Aug. 13, 2001 -- The recent death of Northwestern University football player Rashidi Wheeler has shed new light on the potentially deadly consequences of asthma.
Wheeler, 22, collapsed during preseason conditioning drills with his asthma inhaler in his hand. He died an hour later at a nearby hospital. Following his death, teammates and even the head trainer said they had witnessed Wheeler having asthma attacks many times and thought this time was nothing out of the ordinary.
"Most asthma deaths are possibly preventable," says Anthony Marinelli, MD. "You want to be sure that you are listening to the signals your body is telling you. If you're feeling a lot of discomfort and you can't breathe ... you want to make sure you have an asthma plan."
That plan includes access to your medication -- such as keeping it in your gym bag or even on your person -- and access to help in the form of a workout partner or teammate who can get help for you if you can't normalize your breathing on your own.

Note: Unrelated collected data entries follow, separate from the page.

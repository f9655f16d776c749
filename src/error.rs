//! Error types for the Fitload preparation jobs.
//!
//! The taxonomy is deliberately narrow:
//!
//! - [`SourceError`] - loading a tabular source (CSV or workbook)
//! - [`ExportError`] - writing the output artifacts
//! - [`PipelineError`] - top-level job errors
//!
//! Error conversion is automatic via `From` implementations,
//! allowing `?` to work across error boundaries. Everything else a run
//! can encounter (unparseable array cells, absent optional columns) is
//! recovered locally and surfaced through the audit report instead.

use std::path::PathBuf;
use thiserror::Error;

// =============================================================================
// Source Errors
// =============================================================================

/// Errors while loading a tabular source.
#[derive(Debug, Error)]
pub enum SourceError {
    /// Required input artifact does not exist. Fatal, raised before any
    /// processing.
    #[error("Missing input file: {}", .0.display())]
    MissingInput(PathBuf),

    /// Failed to read the source file.
    #[error("Failed to read source: {0}")]
    Io(#[from] std::io::Error),

    /// Invalid CSV content.
    #[error("Invalid CSV: {0}")]
    Csv(#[from] csv::Error),

    /// Failed to open or parse the workbook.
    #[error("Failed to read workbook: {0}")]
    Workbook(String),

    /// Named worksheet is absent from the workbook.
    #[error("Sheet not found: {0}")]
    SheetNotFound(String),

    /// Source has no header row.
    #[error("No headers found in source")]
    NoHeaders,
}

// =============================================================================
// Export Errors
// =============================================================================

/// Errors while writing the output artifacts.
#[derive(Debug, Error)]
pub enum ExportError {
    /// Failed to write a file.
    #[error("Failed to write output: {0}")]
    Io(#[from] std::io::Error),

    /// Failed to serialize a CSV row.
    #[error("Failed to write CSV: {0}")]
    Csv(#[from] csv::Error),
}

// =============================================================================
// Pipeline Errors (top-level)
// =============================================================================

/// Top-level job errors.
///
/// This is the error type returned by the two job entry points. A run
/// either completes with both artifacts written or fails with one of
/// these; there is no partial-output recovery.
#[derive(Debug, Error)]
pub enum PipelineError {
    /// Source loading error.
    #[error("Source error: {0}")]
    Source(#[from] SourceError),

    /// Output writing error.
    #[error("Export error: {0}")]
    Export(#[from] ExportError),
}

// =============================================================================
// Result Type Aliases
// =============================================================================

/// Result type for source loading.
pub type SourceResult<T> = Result<T, SourceError>;

/// Result type for artifact writing.
pub type ExportResult<T> = Result<T, ExportError>;

/// Result type for whole-job operations.
pub type PipelineResult<T> = Result<T, PipelineError>;

#[cfg(test)]
mod tests {
    use super::*;

    #[test]
    fn test_error_conversion_chain() {
        // SourceError -> PipelineError
        let source_err = SourceError::MissingInput(PathBuf::from("/tmp/missing.csv"));
        let pipeline_err: PipelineError = source_err.into();
        assert!(pipeline_err.to_string().contains("missing.csv"));

        // ExportError -> PipelineError
        let io_err = std::io::Error::new(std::io::ErrorKind::PermissionDenied, "denied");
        let export_err: ExportError = io_err.into();
        let pipeline_err: PipelineError = export_err.into();
        assert!(pipeline_err.to_string().contains("denied"));
    }

    #[test]
    fn test_missing_input_names_path() {
        let err = SourceError::MissingInput(PathBuf::from("database/exercises_rows.csv"));
        let msg = err.to_string();
        assert!(msg.contains("Missing input file"));
        assert!(msg.contains("exercises_rows.csv"));
    }

    #[test]
    fn test_sheet_not_found_format() {
        let err = SourceError::SheetNotFound("Exercises".into());
        assert_eq!(err.to_string(), "Sheet not found: Exercises");
    }
}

Another thing to keep nearby when exercising is a peak flow meter -- a hand-held device that can let you know when an asthma attack is coming on or has already begun, says Marinelli, who is an executive committee member of the board of directors of the American Lung Association of Metropolitan Chicago.
Temple University Hospital in Philadelphia has the nation's only registry to track illness and death attributed to exercise-induced asthma.
Jim Rogers, sports medicine program director at Temple, tells WebMD his facility has tested NFL players and uncovered high rates of poorly treated and undiagnosed asthma. The staff also has documented asthma-related deaths ranging from 7-year-old kids in gym class to 35-year-olds who were working out at health clubs, says Rogers, a certified athletic trainer.
Death from asthma, Rogers continues, is incredibly rare. But it is also "something that is very, very ugly ... and obviously not just for athletes."
He adds that asthma "is the most-common of chronic diseases, we believe, in all athletic communities." Rogers says schools and athletic programs need to start including asthma screening to detect the disease early.
People with exercise-induced asthma may not have symptoms any time other than during exercise or immediately after, which is why it may not be promptly diagnosed. Gym teachers, coaches, and others may be the only witnesses to such symptoms.
"Everyone with asthma should be able to play sports, but we have to make certain conditions," Rogers says, adding that getting diagnosed and treated "will only improve your performance, besides help you feel more comfortable and be safer."
Marinelli says people with asthma shouldn't assume that because they have never had an asthma attack during exercise that it won't happen, especially if air quality is poor.
His tips for people with asthma are to pretreat yourself with your inhaler before exercise and try to work out in the morning or late evening when the temperature and pollution level aren't as high. If you begin experiencing frequent asthma attacks during or after exercise, you don't have to give up exercise completely, but you probably need to have your medication changed, so don't delay in seeing your doctor right away.